After halting exports and donations of surplus coronavirus vaccines during a brutal surge in domestic infections that began in April, India, the world’s largest vaccine producer, will resume them in October.
COVID-19 will be one of the hot topics as leaders from over 100 countries gather in New York this week for the United Nations’ annual high-level meeting. Last year’s meeting was held virtually.
According to Gov. Janet Mills’ office, more than half of Maine residents aged 12 to 15 are now fully vaccinated. The overall percentage of eligible residents in the state is 74%.
In response to rising infections, the Czech Republic began offering a third dose of a vaccine on Monday.
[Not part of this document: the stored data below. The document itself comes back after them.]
//! Normalization of OWL axioms into the EL axioms understood by the index.

use crate::error::{Position, UnsupportedConstructError};
use crate::indexing::cache::Polarity;
use crate::model::{Axiom, ClassExpression, ObjectProperty, ObjectPropertyExpression};

/// An axiom in the normal form handled by the [`OntologyIndex`](super::OntologyIndex).
#[derive(Debug, Clone, PartialEq, Eq)]
pub(crate) enum ElAxiom {
    SubClassOf(ClassExpression, ClassExpression),
    DisjointClasses(Vec<ClassExpression>),
    /// Non-empty chain
    SubPropertyChainOf(Vec<ObjectProperty>, ObjectProperty),
    ReflexiveObjectProperty(ObjectProperty),
    ClassDeclaration(ClassExpression),
    PropertyDeclaration(ObjectProperty),
}

/// Normalizes an axiom, failing before anything is indexed if some construct is not supported.
pub(crate) fn normalize(axiom: &Axiom) -> Result<Vec<ElAxiom>, UnsupportedConstructError> {
    let axioms = match axiom {
        Axiom::SubClassOf {
            sub_class,
            super_class,
        } => vec![ElAxiom::SubClassOf(sub_class.clone(), super_class.clone())],
        Axiom::EquivalentClasses(classes) => equivalent_classes(classes),
        Axiom::DisjointClasses(classes) => disjoint_classes(classes),
        Axiom::SubObjectPropertyOf {
            sub_property,
            super_property,
        } => vec![ElAxiom::SubPropertyChainOf(
            vec![object_property(sub_property)?.clone()],
            object_property(super_property)?.clone(),
        )],
        Axiom::SubPropertyChainOf {
            property_chain,
            super_property,
        } => {
            if property_chain.is_empty() {
                return Err(UnsupportedConstructError::new(
                    "empty ObjectPropertyChain",
                    Position::Anywhere,
                ));
            }
            vec![ElAxiom::SubPropertyChainOf(
                property_chain
                    .iter()
                    .map(|p| object_property(p).cloned())
                    .collect::<Result<_, _>>()?,
                object_property(super_property)?.clone(),
            )]
        }
        Axiom::EquivalentObjectProperties(properties) => {
            let properties = properties
                .iter()
                .map(object_property)
                .collect::<Result<Vec<_>, _>>()?;
            match properties.split_first() {
                Some((first, others)) if !others.is_empty() => others
                    .iter()
                    .flat_map(|other| {
                        [
                            ElAxiom::SubPropertyChainOf(vec![(*first).clone()], (*other).clone()),
                            ElAxiom::SubPropertyChainOf(vec![(*other).clone()], (*first).clone()),
                        ]
                    })
                    .collect(),
                Some((first, _)) => vec![ElAxiom::PropertyDeclaration((*first).clone())],
                None => Vec::new(),
            }
        }
        Axiom::TransitiveObjectProperty(property) => {
            let property = object_property(property)?;
            vec![ElAxiom::SubPropertyChainOf(
                vec![property.clone(), property.clone()],
                property.clone(),
            )]
        }
        Axiom::ReflexiveObjectProperty(property) => vec![ElAxiom::ReflexiveObjectProperty(
            object_property(property)?.clone(),
        )],
        Axiom::ObjectPropertyDomain { property, domain } => vec![ElAxiom::SubClassOf(
            ClassExpression::some_values_from(
                object_property(property)?.clone(),
                ClassExpression::thing(),
            ),
            domain.clone(),
        )],
        Axiom::ObjectPropertyRange { .. } => {
            return Err(UnsupportedConstructError::new(
                "ObjectPropertyRange",
                Position::Anywhere,
            ));
        }
        Axiom::InverseObjectProperties(_, _) => {
            return Err(UnsupportedConstructError::new(
                "InverseObjectProperties",
                Position::Anywhere,
            ));
        }
        Axiom::FunctionalObjectProperty(_) => {
            return Err(UnsupportedConstructError::new(
                "FunctionalObjectProperty",
                Position::Anywhere,
            ));
        }
        Axiom::SymmetricObjectProperty(_) => {
            return Err(UnsupportedConstructError::new(
                "SymmetricObjectProperty",
                Position::Anywhere,
            ));
        }
        Axiom::ClassAssertion { class, individual } => vec![ElAxiom::SubClassOf(
            ClassExpression::nominal(individual.clone()),
            class.clone(),
        )],
        Axiom::ObjectPropertyAssertion {
            property,
            source,
            target,
        } => vec![ElAxiom::SubClassOf(
            ClassExpression::nominal(source.clone()),
            ClassExpression::has_value(object_property(property)?.clone(), target.clone()),
        )],
        Axiom::DataPropertyAssertion {
            property,
            source,
            target,
        } => vec![ElAxiom::SubClassOf(
            ClassExpression::nominal(source.clone()),
            ClassExpression::DataHasValue {
                property: property.clone(),
                value: target.clone(),
            },
        )],
        Axiom::SameIndividual(individuals) => equivalent_classes(
            &individuals
                .iter()
                .cloned()
                .map(ClassExpression::nominal)
                .collect::<Vec<_>>(),
        ),
        Axiom::DifferentIndividuals(individuals) => disjoint_classes(
            &individuals
                .iter()
                .cloned()
                .map(ClassExpression::nominal)
                .collect::<Vec<_>>(),
        ),
        Axiom::DeclareClass(class) => vec![ElAxiom::ClassDeclaration(ClassExpression::Class(
            class.clone(),
        ))],
        Axiom::DeclareObjectProperty(property) => {
            vec![ElAxiom::PropertyDeclaration(property.clone())]
        }
        Axiom::DeclareNamedIndividual(individual) => vec![ElAxiom::ClassDeclaration(
            ClassExpression::nominal(individual.clone()),
        )],
    };
    for axiom in &axioms {
        match axiom {
            ElAxiom::SubClassOf(sub, sup) => {
                check(sub, Polarity::Negative)?;
                check(sup, Polarity::Positive)?;
            }
            ElAxiom::DisjointClasses(members) => {
                for member in members {
                    check(member, Polarity::Negative)?;
                }
            }
            ElAxiom::ClassDeclaration(class) => check(class, Polarity::Neutral)?,
            ElAxiom::SubPropertyChainOf(_, _)
            | ElAxiom::ReflexiveObjectProperty(_)
            | ElAxiom::PropertyDeclaration(_) => (),
        }
    }
    Ok(axioms)
}

fn equivalent_classes(classes: &[ClassExpression]) -> Vec<ElAxiom> {
    match classes.split_first() {
        Some((first, others)) if !others.is_empty() => others
            .iter()
            .flat_map(|other| {
                [
                    ElAxiom::SubClassOf(first.clone(), other.clone()),
                    ElAxiom::SubClassOf(other.clone(), first.clone()),
                ]
            })
            .collect(),
        Some((first, _)) => vec![ElAxiom::ClassDeclaration(first.clone())],
        None => Vec::new(),
    }
}

fn disjoint_classes(classes: &[ClassExpression]) -> Vec<ElAxiom> {
    if classes.len() < 2 {
        return classes
            .iter()
            .map(|c| ElAxiom::ClassDeclaration(c.clone()))
            .collect();
    }
    vec![ElAxiom::DisjointClasses(classes.to_vec())]
}

pub(crate) fn object_property(
    expression: &ObjectPropertyExpression,
) -> Result<&ObjectProperty, UnsupportedConstructError> {
    match expression {
        ObjectPropertyExpression::ObjectProperty(p) => Ok(p),
        ObjectPropertyExpression::InverseOf(_) => Err(UnsupportedConstructError::new(
            "ObjectInverseOf",
            Position::Anywhere,
        )),
    }
}

fn check(expression: &ClassExpression, polarity: Polarity) -> Result<(), UnsupportedConstructError> {
    match expression {
        ClassExpression::Class(_) | ClassExpression::DataHasValue { .. } => Ok(()),
        ClassExpression::ObjectOneOf(individuals) => {
            if individuals.len() == 1 {
                Ok(())
            } else {
                Err(UnsupportedConstructError::new(
                    "ObjectOneOf with several individuals",
                    Position::Anywhere,
                ))
            }
        }
        ClassExpression::ObjectIntersectionOf(operands) => operands
            .iter()
            .try_for_each(|operand| check(operand, polarity)),
        ClassExpression::ObjectUnionOf(operands) => {
            if polarity != Polarity::Negative && operands.len() > 1 {
                return Err(UnsupportedConstructError::new(
                    "ObjectUnionOf",
                    Position::Positive,
                ));
            }
            operands
                .iter()
                .try_for_each(|operand| check(operand, polarity))
        }
        ClassExpression::ObjectComplementOf(operand) => {
            if polarity != Polarity::Positive {
                return Err(UnsupportedConstructError::new(
                    "ObjectComplementOf",
                    Position::Negative,
                ));
            }
            check(operand, polarity.complement())
        }
        ClassExpression::ObjectSomeValuesFrom { property, filler } => {
            object_property(property)?;
            check(filler, polarity)
        }
        ClassExpression::ObjectHasValue { property, .. } => {
            object_property(property)?;
            Ok(())
        }
        ClassExpression::ObjectAllValuesFrom { .. }
        | ClassExpression::ObjectHasSelf(_)
        | ClassExpression::ObjectMinCardinality { .. }
        | ClassExpression::DataSomeValuesFrom { .. } => Err(UnsupportedConstructError::new(
            expression.constructor_name(),
            Position::Anywhere,
        )),
    }
}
Anyone over the age of 60, as well as health workers and other vulnerable groups, are eligible for the booster shot.
After a vaccine clash at a New York restaurant, two Texas women claim bias.
A lawyer for one of three Texas women charged in connection with a scuffle outside a New York City restaurant claims the women were discriminated against and that the hostess “spewed the N-word.” The incident at Carmine’s in Manhattan last week drew widespread attention to the restaurant and the city’s requirement that indoor diners be immunised against COVID-19. According to lawyer Justin Moore, who spoke to the Daily News and other local news outlets, the women had shown their vaccination cards and were seated when the fight began because some men who joined them had no proof of vaccination.
Moore claimed that his Black client was racially discriminated against and harassed during the incident. Carolyn Richmond, the restaurant’s lawyer, denied the allegations.
“Any claim that they were racially profiled is a complete fabrication, deceptive, and completely irresponsible,” Richmond told the Daily News.